Je suis bien content que l'INED s'interresse à cette question. Et ses chiffres sont les bienvenus.

Je milite pour ma part pour une durée de cotisation fonction de la pénibilité du travail. Avec comme principaux critères de la pénibilité du travail l'espèrance de vie et les problèmes de santé lié au travail.

Bref cela donnerait une retraite plus tôt pour les ouvriers que pour les cadres. Avec une différence entre les deux extrèmes proches de l'écart d'espérance de vie.

C'est la révolution de la retraite, proche de l'esprit initial des régimes spéciaux et étendue à toute la société.

 
Par efji
10H53    29/01/2008

Fatalement ce genre d'étude utilise les données passées pour essayer de prévoir l'avenir. Mon sentiment est que la pénibilité du travail a fortement changé ces dernières années, en particulier vis à vis de la pression de la hiérarchie et du stress engendré par la précarité croissante. Deux phénomènes nouveaux qui touchent les cadres comme les ouvriers. Il ne m'étonnerait pas que la même étude menée dans 20 ans montre une réduction des inégalités du type "perdant perdant".

 
Par Annie | Traductrice en Angleterre
13H10    29/01/2008

Je comprends que les cadres aujourd'hui soient plus stressés qu'auparavant, avec tous les objectifs de rentabilité etc. Mais cela semble ignorer le stress attaché à un travail pénible et relativement mal payé, au bouclage des fins de mois etc. Le fait qu'il y ait de plus en plus de cadres, ou du moins que de plus en plus de personnes se reconnaissent dans cette appellation, tandis que le nombre d'employés non qualifiés diminue, semble occulter les immenses disparités existant entre les classes sociales.
Une information qu'il serait intéressant de connaître est le degré de mobilité entre ces classes sociales.

 
Par sevyniloc
18H23    29/01/2008

Le concept de pénibilité doit être au coeur des discussions relatives à la modernisation des systèmes sociaux: retraites et maladies mais il faut savoir que ce concept nécessaire n'est pas encore clairement défini car personne n'a pu réaliser de synthèse entre les pénibilités physiques ( efforts, usures ciblées, position de travail, produits nocifs sur le long terme etc..) psychologiques ( stress divers, parcours etc..).
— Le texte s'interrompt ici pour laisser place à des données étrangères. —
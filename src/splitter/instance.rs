//! Splitter Façade
//!
//! Entry point used by a protocol front-end. It checks the top-level
//! command shape, finds the handler for the command name and starts the
//! request.
//!
//! ```text
//!   RespValue ──> shape check ──> registry lookup ──> handler.start_request()
//!                    │                  │                     │
//!                    ▼                  ▼                     ▼
//!             invalid request   unsupported command   Option<SplitRequest>
//! ```

use super::registry::CommandRegistry;
use super::reply::PendingReply;
use super::request::{SplitCallbacks, SplitRequest};
use crate::config::SplitterConfig;
use crate::error::SplitError;
use crate::pool::ConnPool;
use crate::protocol::RespValue;
use crate::stats::{
    CommandStatsSnapshot, MonotonicClock, SplitterStats, SplitterStatsSnapshot, TimeSource,
};
use bytes::Bytes;
use std::sync::Arc;
use tokio::sync::oneshot;
use tracing::debug;

/// Splits client commands into shard sub-commands.
///
/// # Example
///
/// ```ignore
/// use flashsplit::{RespValue, Splitter};
/// use std::sync::Arc;
///
/// let splitter = Splitter::new(Arc::new(my_pool));
/// let handle = splitter.make_request(
///     RespValue::command(["MGET", "a", "b"]),
///     |reply: RespValue| println!("{}", reply),
/// );
/// // keep `handle` alive until the reply arrives, or drop it to cancel
/// ```
#[derive(Clone)]
pub struct Splitter {
    pool: Arc<dyn ConnPool>,
    registry: Arc<CommandRegistry>,
    stats: Arc<SplitterStats>,
    time_source: Arc<dyn TimeSource>,
}

impl Splitter {
    /// Creates a splitter with the default configuration.
    pub fn new(pool: Arc<dyn ConnPool>) -> Self {
        Self::with_config(pool, SplitterConfig::default())
    }

    pub fn with_config(pool: Arc<dyn ConnPool>, config: SplitterConfig) -> Self {
        let stats = Arc::new(SplitterStats::new(&config));
        let registry = Arc::new(CommandRegistry::with_supported_commands(config));
        Self::with_registry(pool, registry, stats)
    }

    /// Creates a splitter sharing an existing registry and stats scope,
    /// e.g. one splitter per event loop over the same backend.
    pub fn with_registry(
        pool: Arc<dyn ConnPool>,
        registry: Arc<CommandRegistry>,
        stats: Arc<SplitterStats>,
    ) -> Self {
        Self {
            pool,
            registry,
            stats,
            time_source: Arc::new(MonotonicClock),
        }
    }

    /// Replaces the clock used to time requests.
    pub fn with_time_source(mut self, time_source: Arc<dyn TimeSource>) -> Self {
        self.time_source = time_source;
        self
    }

    /// Starts splitting `request`.
    ///
    /// `callbacks` receives exactly one reply unless the returned handle is
    /// cancelled or dropped first. `None` means the reply has already been
    /// delivered (validation errors, missing hosts, synchronous pools).
    ///
    /// Hold on to the returned handle until the reply arrives. Dropping it
    /// cancels the request.
    #[must_use = "dropping the handle cancels the request"]
    pub fn make_request(
        &self,
        request: RespValue,
        callbacks: impl SplitCallbacks + 'static,
    ) -> Option<SplitRequest> {
        self.make_request_boxed(request, Box::new(callbacks))
    }

    /// Like [`make_request`](Self::make_request), with already boxed callbacks.
    #[must_use = "dropping the handle cancels the request"]
    pub fn make_request_boxed(
        &self,
        request: RespValue,
        callbacks: Box<dyn SplitCallbacks>,
    ) -> Option<SplitRequest> {
        let args = match command_args(&request) {
            Some(args) => args,
            None => {
                debug!(request = %request, "Invalid request");
                self.stats.invalid_request();
                callbacks.on_response(SplitError::InvalidRequest.to_reply());
                return None;
            }
        };

        let entry = match self.registry.lookup(&args[0]) {
            Some(entry) => entry,
            None => {
                let name = String::from_utf8_lossy(&args[0]).into_owned();
                debug!(command = %name, "Unsupported command");
                self.stats.unsupported_command();
                callbacks.on_response(SplitError::UnsupportedCommand(name).to_reply());
                return None;
            }
        };

        debug!(request = %request, "Splitting request");
        entry.stats.request_started();
        entry.handler.start_request(
            self.pool.as_ref(),
            request,
            args,
            callbacks,
            &entry.stats,
            &self.time_source,
        )
    }

    /// Starts splitting `request` and returns a future for its reply.
    pub fn make_request_async(&self, request: RespValue) -> PendingReply {
        let (tx, rx) = oneshot::channel();
        let handle = self.make_request(request, move |reply: RespValue| {
            let _ = tx.send(reply);
        });
        PendingReply::new(rx, handle)
    }

    /// Splitter-wide counters.
    pub fn stats(&self) -> SplitterStatsSnapshot {
        self.stats.snapshot()
    }

    /// Counters for one command (case-insensitive), if it is supported.
    pub fn command_stats(&self, name: &str) -> Option<CommandStatsSnapshot> {
        self.registry
            .lookup(name.as_bytes())
            .map(|entry| entry.stats.snapshot())
    }

    pub fn registry(&self) -> &Arc<CommandRegistry> {
        &self.registry
    }
}

impl std::fmt::Debug for Splitter {
    fn fmt(&self, f: &mut std::fmt::Formatter<'_>) -> std::fmt::Result {
        f.debug_struct("Splitter")
            .field("registry", &self.registry)
            .field("stats", &self.stats)
            .finish()
    }
}

/// Returns the elements of a well-formed command: a non-empty array of
/// bulk strings with a non-empty name.
fn command_args(request: &RespValue) -> Option<Vec<Bytes>> {
    let elements = request.as_array()?;
    let args = elements
        .iter()
        .map(|e| match e {
            RespValue::BulkString(b) => Some(b.clone()),
            _ => None,
        })
        .collect::<Option<Vec<Bytes>>>()?;

    match args.first() {
        Some(name) if !name.is_empty() => Some(args),
        _ => None,
    }
}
Ceci peut amener à des décisions fermées: attendre d'avoir des critères réels pour entériner telle ou telle donnée ou des décisions ouvertes: décider du principe en laissant ouvert les champs.

Par ailleurs, je trouvais que le concept de retraite en tant que salaire différé, tel qu'il était souvent cité par Marc BLONDEL en son temps était assez juste. Tout employé se voit versé un salaire majoré pendant sa période d'activité et un salaire ajusté pendant sa retraite, ce qui est en réalité une vision assez proche de la réalité.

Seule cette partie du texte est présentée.